La brièveté de l’œuvre peut s’expliquer par le fait que Purcell a dû s’adapter aux interprètes amateurs du pensionnat (amateurs très éclairés et musiciens dans ce contexte néanmoins). Ce format peut également être ainsi conçu pour répondre à la demande du roi : représenter au palais des œuvres proches de la tragédie lyrique, alors en vogue à la cour française à la même époque.
Si l’ajout de danses peut être une conséquence de l’enseignement dispensé au pensionnat, c’est aussi une référence au mask anglais, qui allie déclamation, chant et danse, costumes extravagants, changements de décors fastueux pour former un divertissement soulignant souvent la dichotomie entre les mondes du bien et du mal.
L’argument de l’œuvre fait écho à la tradition du poète latin Virgile (70 av. J.-C.–19 av. J.-C.) en reprenant le Chant IV de son Énéide. Nahum Tate transpose et modifie une partie de l’intrigue (l’orage est déclenché par les sorcières pour troubler les amours des héros et non pour les rapprocher).
Cette œuvre consacrera Purcell qui mourra cinq ans plus tard à l’âge de 36 ans. Il marque à jamais l’histoire de l’opéra anglais. Le compositeur français Hector Berlioz s’emparera à son tour des destins de Didon et Énée dans l’écriture d’un opéra monumental, Les Troyens, en 1890.
L’argument
Acte I. Le palais
Didon, reine de Carthage, a recueilli dans son palais Énée, prince de Troie, en fuite après la destruction de sa cité.
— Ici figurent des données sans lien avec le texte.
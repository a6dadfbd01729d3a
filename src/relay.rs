//! Forwarding of chat-completion requests to the upstream provider.
//!
//! [`Relay::relay`] returns a lazy stream: nothing is sent until the caller
//! first polls it. A streaming request yields one SSE frame per upstream
//! line as soon as it arrives; a buffered request yields the upstream body
//! once, exactly as received. Failures arrive as the stream's last item.

use crate::config::UpstreamConfig;
use crate::error::{ProxyError, Result};
use crate::sse::{self, LineEvent, LineSplitter};
use crate::trace::{ActiveTrace, TraceRecorder};
use crate::types::ChatRequest;

use bytes::Bytes;
use futures::stream::{Stream, StreamExt};
use std::pin::Pin;
use std::sync::Arc;

pub type ChunkStream = Pin<Box<dyn Stream<Item = Result<Bytes>> + Send>>;

#[derive(Clone)]
pub struct Relay {
    client: reqwest::Client,
    upstream: Arc<UpstreamConfig>,
}

impl Relay {
    pub fn new(client: reqwest::Client, upstream: UpstreamConfig) -> Self {
        Self {
            client,
            upstream: Arc::new(upstream),
        }
    }

    /// Relay `request` upstream under a trace opened on `recorder`.
    ///
    /// `request` must already be in upstream form (see
    /// [`Dialect::prepare`](crate::types::Dialect::prepare)).
    pub fn relay(
        &self,
        request: ChatRequest,
        correlation_id: Option<String>,
        recorder: &TraceRecorder,
    ) -> ChunkStream {
        let trace = recorder.start(&request, correlation_id.as_deref());

        tracing::info!(
            trace_id = %trace.id(),
            model = %request.model,
            stream = request.is_streaming(),
            session_id = correlation_id.as_deref().unwrap_or("-"),
            "relaying chat completion"
        );

        let call = UpstreamCall {
            client: self.client.clone(),
            upstream: Arc::clone(&self.upstream),
            request,
            correlation_id,
        };

        if call.request.is_streaming() {
            Box::pin(call.streaming(trace))
        } else {
            Box::pin(call.buffered(trace))
        }
    }
}

struct UpstreamCall {
    client: reqwest::Client,
    upstream: Arc<UpstreamConfig>,
    request: ChatRequest,
    correlation_id: Option<String>,
}

impl UpstreamCall {
    async fn send(&self) -> Result<reqwest::Response> {
        let api_key = self.upstream.resolve_api_key()?;
        let url = self.upstream.completions_url();

        tracing::debug!(
            url = %url,
            body = %serde_json::to_string(&self.request).unwrap_or_default(),
            "POST upstream"
        );

        let mut builder = self
            .client
            .post(&url)
            .timeout(self.upstream.timeout())
            .bearer_auth(api_key)
            .header("HTTP-Referer", &self.upstream.referer)
            .header("X-Title", &self.upstream.title)
            .json(&self.request);

        if let Some(ref session_id) = self.correlation_id {
            builder = builder.header("X-Session-Id", session_id);
        }

        let response = builder.send().await?;
        let status = response.status();
        if !status.is_success() {
            let body = response.text().await.unwrap_or_default();
            tracing::warn!(status = status.as_u16(), body = %body, "upstream returned an error");
            return Err(ProxyError::upstream(status.as_u16(), body));
        }

        Ok(response)
    }

    async fn fetch_body(&self) -> Result<(Bytes, serde_json::Value)> {
        let body = self.send().await?.bytes().await?;
        let value = serde_json::from_slice(&body).map_err(|e| {
            ProxyError::internal(format!("upstream returned invalid JSON: {e}"))
        })?;
        Ok((body, value))
    }

    fn buffered(self, trace: ActiveTrace) -> impl Stream<Item = Result<Bytes>> + Send {
        async_stream::stream! {
            let mut trace = trace;
            match self.fetch_body().await {
                Ok((body, value)) => {
                    let output = sse::completion_output(&value);
                    trace.set_output(output.text);
                    if let Some(usage) = output.usage {
                        trace.set_usage(usage);
                    }
                    trace.succeed();
                    yield Ok(body);
                }
                Err(e) => {
                    trace.fail(&e);
                    yield Err(e);
                }
            }
        }
    }

    fn streaming(self, trace: ActiveTrace) -> impl Stream<Item = Result<Bytes>> + Send {
        async_stream::stream! {
            let mut trace = trace;
            let response = match self.send().await {
                Ok(r) => r,
                Err(e) => {
                    trace.fail(&e);
                    yield Err(e);
                    return;
                }
            };

            let mut body = response.bytes_stream();
            let mut lines = LineSplitter::new();

            while let Some(chunk) = body.next().await {
                let chunk = match chunk {
                    Ok(c) => c,
                    Err(e) => {
                        let e = ProxyError::from(e);
                        tracing::warn!(error = %e, "upstream stream broke off");
                        trace.fail(&e);
                        yield Err(e);
                        return;
                    }
                };

                for line in lines.push(&chunk) {
                    if line.is_empty() {
                        continue;
                    }
                    let done = observe_line(&mut trace, &line);
                    if done {
                        trace.succeed();
                    }
                    yield Ok(Bytes::from(sse::frame(&line)));
                    if done {
                        return;
                    }
                }
            }

            if let Some(line) = lines.finish().filter(|l| !l.is_empty()) {
                observe_line(&mut trace, &line);
                trace.succeed();
                yield Ok(Bytes::from(sse::frame(&line)));
            }

            trace.succeed();
        }
    }
}

/// Record what `line` contributes to the trace. Returns true on the
/// end-of-stream sentinel.
fn observe_line(trace: &mut ActiveTrace, line: &str) -> bool {
    match sse::inspect_line(line) {
        LineEvent::Done => true,
        LineEvent::Chunk { delta, usage } => {
            if let Some(delta) = delta {
                trace.push_delta(&delta);
            }
            if let Some(usage) = usage {
                trace.set_usage(usage);
            }
            false
        }
        LineEvent::Malformed => {
            tracing::debug!(line = %line, "skipping unparseable stream chunk");
            false
        }
        LineEvent::NotData => false,
    }
}
use actix_web::{web, HttpResponse};
use finsight_observability::warn;

use crate::models::{StatusQuery, StatusResponse, TestConnectionResponse};
use crate::services::llm::ChatMessage;
use crate::services::AppState;

pub async fn root() -> HttpResponse {
    HttpResponse::Ok().json(serde_json::json!({ "status": "ok" }))
}

/// Ingestion status for one user.
pub async fn status(state: web::Data<AppState>, query: web::Query<StatusQuery>) -> HttpResponse {
    let body = match state.stores.status(&query.user_id) {
        Some((count, updated_at)) => StatusResponse {
            ingested: true,
            count,
            updated_at: Some(updated_at),
        },
        None => StatusResponse { ingested: false, count: 0, updated_at: None },
    };
    HttpResponse::Ok().json(body)
}

/// One-shot probe of the generation gateway. The embedder is loaded at
/// startup or the process refuses to serve, so it is always reported ready.
pub async fn test_connection(state: web::Data<AppState>) -> HttpResponse {
    let probe = [ChatMessage::user("Say 'OK' if you are reachable.")];

    let body = match state.llm.complete(&probe).await {
        Ok(reply) => TestConnectionResponse {
            llm_reachable: true,
            embedding_loaded: true,
            reply: Some(reply),
        },
        Err(e) => {
            warn!(error = %e, "LLM connection test failed");
            TestConnectionResponse { llm_reachable: false, embedding_loaded: true, reply: None }
        }
    };
    HttpResponse::Ok().json(body)
}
Belinda, sœur et confidente de Didon, s’aperçoit que, craignant de décevoir son peuple, la reine souffre de ne pas pouvoir révéler l’amour qu’elle éprouve pour Énée. Après avoir incité Didon à se confier à elle, Belinda, soutenue par sa suivante et le chœur des courtisans, encourage la reine à admettre que ses sentiments sont partagés et que son union avec Énée ferait la prospérité des deux royaumes et le bonheur des époux.
Énée accompagné de sa suite paraît auprès de Didon et se déclare. Touchée par le destin du Troyen, Didon finit par céder, réjouissant ainsi la cour.
Acte II
La grotte
Dans sa grotte, l’Enchanteresse convie ses sœurs les sorcières, elles se réjouissent de la préparation d’un maléfice : la reine Didon sera confrontée au malheur avant le coucher du soleil et Carthage sera détruite. Dans ce dessein, l’elfe de l’Enchanteresse se présentant sous les traits de Mercure et prétendument envoyé par Jupiter ordonnera à Énée de prendre la mer sur le champ en direction de l’Italie pour refonder Troie. Mais les sorcières décident de provoquer d’abord une tempête qui gâchera la chasse à laquelle Didon et Énée prennent part.
Le bosquet
Didon, Énée et la suite de la cour se reposent dans un bosquet. Belinda se réjouit de cette partie de chasse dans un décor si beau et si giboyeux ; une suivante évoque le bain de Diane et la fin d’Actéon qui, trop curieux de la scène, fut tué par ses propres chiens. Énée renchérit et rappelle le sort tragique du chasseur Adonis, amant de la déesse de l’amour, mortellement blessé par un sanglier. Mais l’orage gronde et la cour rejoint la ville, laissant Énée seul avec l’Esprit qui lui intime de suivre les ordres de Jupiter en abandonnant Carthage et Didon pour refonder Troie. Énée, désespéré de quitter Didon, se plie aux injonctions des dieux cependant que les sorcières se délectent de leur réussite dans une danse furieuse avec les nymphes.
Acte III
Les navires
Les marins d’Énée s’affairent avant de lever l’ancre. Les sorcières se réjouissent de la réussite de leur complot et préparent désormais la tempête en mer contre la flotte du prince de Troie, qui entraînera le châtiment de Didon et la destruction de Carthage.
Le palais
Au palais, Didon se lamente et en appelle au destin lorsqu’Énée paraît, assurant que leur séparation est la volonté des dieux. Elle lui reproche de l’abandonner, il proteste et décide de braver l’injonction divine par amour. Didon, convaincue d’avoir été bernée par son amant, le renvoie et, devant l’insistance d’Énée, menace de se tuer. Après le départ du prince, Didon s’abandonne à la mort avec une ultime lamentation dans les bras de Belinda. Le chœur appelle les amours célestes pour veiller à jamais sur sa dépouille.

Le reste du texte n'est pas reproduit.